You are not responsible for your mother's happiness or for taking care of her every need. I'm really glad to hear that you're seeing a counsellor. It's so difficult to distance yourself from this type of 'engulfing' parent - my parents are similar to your mum. You grow up being treated as an extension of them, rather than as a person in your own right, and asserting yourself and developing healthy boundaries can be just too damn difficult to do on your own.
I agree completely with ladygaga1980 - don't tell her that you're making any changes. That will just give her an opportunity to start with the manipulative 'you're trying to kill me' stuff, which is all designed to scare you and shut you up. This is a highly emotionally abusive tactic by the way and must be intensely painful for you to have to deal with.
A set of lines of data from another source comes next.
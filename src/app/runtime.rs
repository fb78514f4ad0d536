use super::{DoorsnapOrchestrator, ShutdownReason};
use crate::error::{DoorsnapError, EventBusError, Result};
use crate::events::{DoorEvent, EventFilter};
use std::sync::Arc;
use tokio::signal;
use tokio::sync::{oneshot, Mutex};
use tracing::{debug, info, warn};

type SharedShutdownSender = Arc<Mutex<Option<oneshot::Sender<ShutdownReason>>>>;

impl DoorsnapOrchestrator {
    /// Run until a signal or a shutdown request arrives, then shut down
    pub async fn run(&mut self) -> Result<i32> {
        info!("doorsnap is running");

        let shutdown_sender = self
            .shutdown_sender
            .take()
            .ok_or_else(|| DoorsnapError::system("Shutdown sender already taken"))?;

        let shutdown_receiver = self
            .shutdown_receiver
            .take()
            .ok_or_else(|| DoorsnapError::system("Shutdown receiver already taken"))?;

        let shutdown_sender = Arc::new(Mutex::new(Some(shutdown_sender)));
        self.setup_signal_handlers(&shutdown_sender);
        self.setup_shutdown_listener(&shutdown_sender);

        let shutdown_reason = shutdown_receiver
            .await
            .map_err(|_| DoorsnapError::system("Shutdown channel closed unexpectedly"))?;

        info!("Shutdown initiated: {:?}", shutdown_reason);

        let exit_code = self.shutdown().await?;

        info!("doorsnap shutdown complete");
        Ok(exit_code)
    }

    /// Set up signal handlers for graceful shutdown
    fn setup_signal_handlers(&self, shutdown_sender: &SharedShutdownSender) {
        // Handle SIGTERM (systemd stop) - Unix only
        #[cfg(unix)]
        {
            let shutdown_sender_sigterm = Arc::clone(shutdown_sender);
            tokio::spawn(async move {
                let mut sigterm =
                    match signal::unix::signal(signal::unix::SignalKind::terminate()) {
                        Ok(sigterm) => sigterm,
                        Err(e) => {
                            warn!("Failed to register SIGTERM handler: {}", e);
                            return;
                        }
                    };
                if let Some(()) = sigterm.recv().await {
                    info!("Received SIGTERM signal");
                    send_shutdown(
                        &shutdown_sender_sigterm,
                        ShutdownReason::Signal("SIGTERM".to_string()),
                    )
                    .await;
                }
            });
        }

        // Handle SIGINT (Ctrl+C) - Cross-platform
        let shutdown_sender_sigint = Arc::clone(shutdown_sender);
        tokio::spawn(async move {
            if let Ok(()) = signal::ctrl_c().await {
                info!("Received SIGINT signal (Ctrl+C)");
                send_shutdown(
                    &shutdown_sender_sigint,
                    ShutdownReason::Signal("SIGINT".to_string()),
                )
                .await;
            }
        });
    }

    /// Turn `ShutdownRequested` events into a shutdown
    fn setup_shutdown_listener(&self, shutdown_sender: &SharedShutdownSender) {
        let mut receiver = self.event_bus.subscribe_filtered(
            EventFilter::EventTypes(vec!["shutdown_requested"]),
            "shutdown_listener",
        );
        let shutdown_sender = Arc::clone(shutdown_sender);
        let token = self.cancellation_token.clone();

        tokio::spawn(async move {
            loop {
                tokio::select! {
                    biased;
                    _ = token.cancelled() => break,
                    event = receiver.recv() => match event {
                        Ok(DoorEvent::ShutdownRequested { reason, .. }) => {
                            send_shutdown(&shutdown_sender, ShutdownReason::UserRequest(reason))
                                .await;
                            break;
                        }
                        Ok(_) | Err(EventBusError::Lagged { .. }) => continue,
                        Err(e) => {
                            debug!("Shutdown listener ending: {}", e);
                            break;
                        }
                    }
                }
            }
        });
    }
}

async fn send_shutdown(sender: &SharedShutdownSender, reason: ShutdownReason) {
    if let Some(sender) = sender.lock().await.take() {
        let _ = sender.send(reason);
    }
}
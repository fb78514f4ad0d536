mod monitor;

pub use monitor::{EdgeDetector, SensorMonitor};

use crate::gpio::Level;
use std::fmt;

/// Debounced door state as reported by the sensor monitor
#[derive(Debug, Clone, Copy, PartialEq, Eq)]
pub enum SensorState {
    Open,
    Closed,
    /// Nothing reported yet; never a transition source
    Unknown,
}

impl SensorState {
    /// Interpret a raw pin level using the wiring polarity
    pub fn from_level(level: Level, open_level: Level) -> Self {
        if level == open_level {
            SensorState::Open
        } else {
            SensorState::Closed
        }
    }
}

impl fmt::Display for SensorState {
    fn fmt(&self, f: &mut fmt::Formatter<'_>) -> fmt::Result {
        match self {
            SensorState::Open => write!(f, "opened"),
            SensorState::Closed => write!(f, "closed"),
            SensorState::Unknown => write!(f, "unknown"),
        }
    }
}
Don't give her the opportunity
bloody hell, she is worse than my mum and that is saying something.
going back to read properly.
It is too much stress for you to deal with.
Your mother must have always been like this but that does not mean you cannot give her boundaries.
Speak to someone who can get you some support for your Mum and who can refer you for help for yourself.
You are not an awful person and you are not responsible for your mother's life.
To make accusations that you are trying to kill her is manipulative and emotional blackmail so don't give in to it.
Speak to your mother and tell her firmly that you cannot manage to see her every day and that you need to get advice on how to deal with her problems because you cannot cope alone.
you can do nothing right in her eyes anyway so stop worrying about that. (easier said than done.)
limit what you can do with her otherwise you will be sitting in a cluttered shit tip because you have given everything to her and not to you, your house and your little one. when you offer help give her choices. either we move stuff and paint or leave it and do not paint.
you need to go non contact for a few days to recover. can you get a phone with caller id or turn it off for portions of time?
you need to look after you.
talking of which I am going to look after me and the children and do something lovely.